GOAL OF THE EXERCISE: Copy each line from the listing below where the word "OpenOptions" shows up.
- Opening Delimiter -
//! Block-addressed I/O against the image file
//!
//! Dictionary payloads live in fixed 4 KiB blocks of the final image. Writes
//! are padded to the block boundary so a partially filled tail block never
//! exposes stale bytes.

use crate::dict::BlockAddr;
use crate::error::Result;
use std::fs::{File, OpenOptions};
use std::io::{Read, Seek, SeekFrom, Write};
use std::path::{Path, PathBuf};

/// Fixed storage block size in bytes
pub const BLOCK_SIZE: u64 = 4096;

/// Byte offset of a block address
pub fn blk_to_addr(blk: BlockAddr) -> u64 {
    blk * BLOCK_SIZE
}

/// Round a byte count up to a whole number of blocks
pub fn round_up_to_block(bytes: u64) -> u64 {
    (bytes + BLOCK_SIZE - 1) / BLOCK_SIZE * BLOCK_SIZE
}

/// Disk-backed image storage for dictionary payloads
pub struct ImageFile {
    file: File,
    path: PathBuf,
}

impl ImageFile {
    /// Create a new image file, truncating any existing one
    pub fn create<P: AsRef<Path>>(path: P) -> Result<Self> {
        let file = OpenOptions::new()
            .read(true)
            .write(true)
            .create(true)
            .truncate(true)
            .open(&path)?;

        Ok(ImageFile {
            file,
            path: path.as_ref().to_path_buf(),
        })
    }

    /// Open an existing image file
    pub fn open<P: AsRef<Path>>(path: P) -> Result<Self> {
        let file = OpenOptions::new().read(true).write(true).open(&path)?;

        Ok(ImageFile {
            file,
            path: path.as_ref().to_path_buf(),
        })
    }

    /// Write `data` starting at block `blk`, zero-padded to the block boundary
    pub fn write_block_data(&mut self, blk: BlockAddr, data: &[u8]) -> Result<()> {
        self.file.seek(SeekFrom::Start(blk_to_addr(blk)))?;
        self.file.write_all(data)?;

        let padded = round_up_to_block(data.len() as u64);
        let pad = padded - data.len() as u64;
        if pad > 0 {
            self.file.write_all(&vec![0u8; pad as usize])?;
        }
        Ok(())
    }

    /// Read `len` bytes starting at block `blk`
    pub fn read_block_data(&mut self, blk: BlockAddr, len: usize) -> Result<Vec<u8>> {
        self.file.seek(SeekFrom::Start(blk_to_addr(blk)))?;
        let mut buffer = vec![0u8; len];
        self.file.read_exact(&mut buffer)?;
        Ok(buffer)
    }

    /// Get file path
    pub fn path(&self) -> &Path {
        &self.path
    }

    /// Sync all writes to disk
    pub fn sync(&mut self) -> Result<()> {
        self.file.sync_all()?;
        Ok(())
    }
}

/// Fill `buf` from `reader`, tolerating short reads; returns bytes filled
///
/// Stops early only at end of input.
pub(crate) fn read_full<R: Read>(reader: &mut R, buf: &mut [u8]) -> std::io::Result<usize> {
    let mut filled = 0;
    while filled < buf.len() {
        match reader.read(&mut buf[filled..])? {
            0 => break,
            n => filled += n,
        }
    }
    Ok(filled)
}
- Closing Delimiter -
EXPECTED OUTPUT:
use std::fs::{File, OpenOptions};
        let file = OpenOptions::new()
        let file = OpenOptions::new().read(true).write(true).open(&path)?;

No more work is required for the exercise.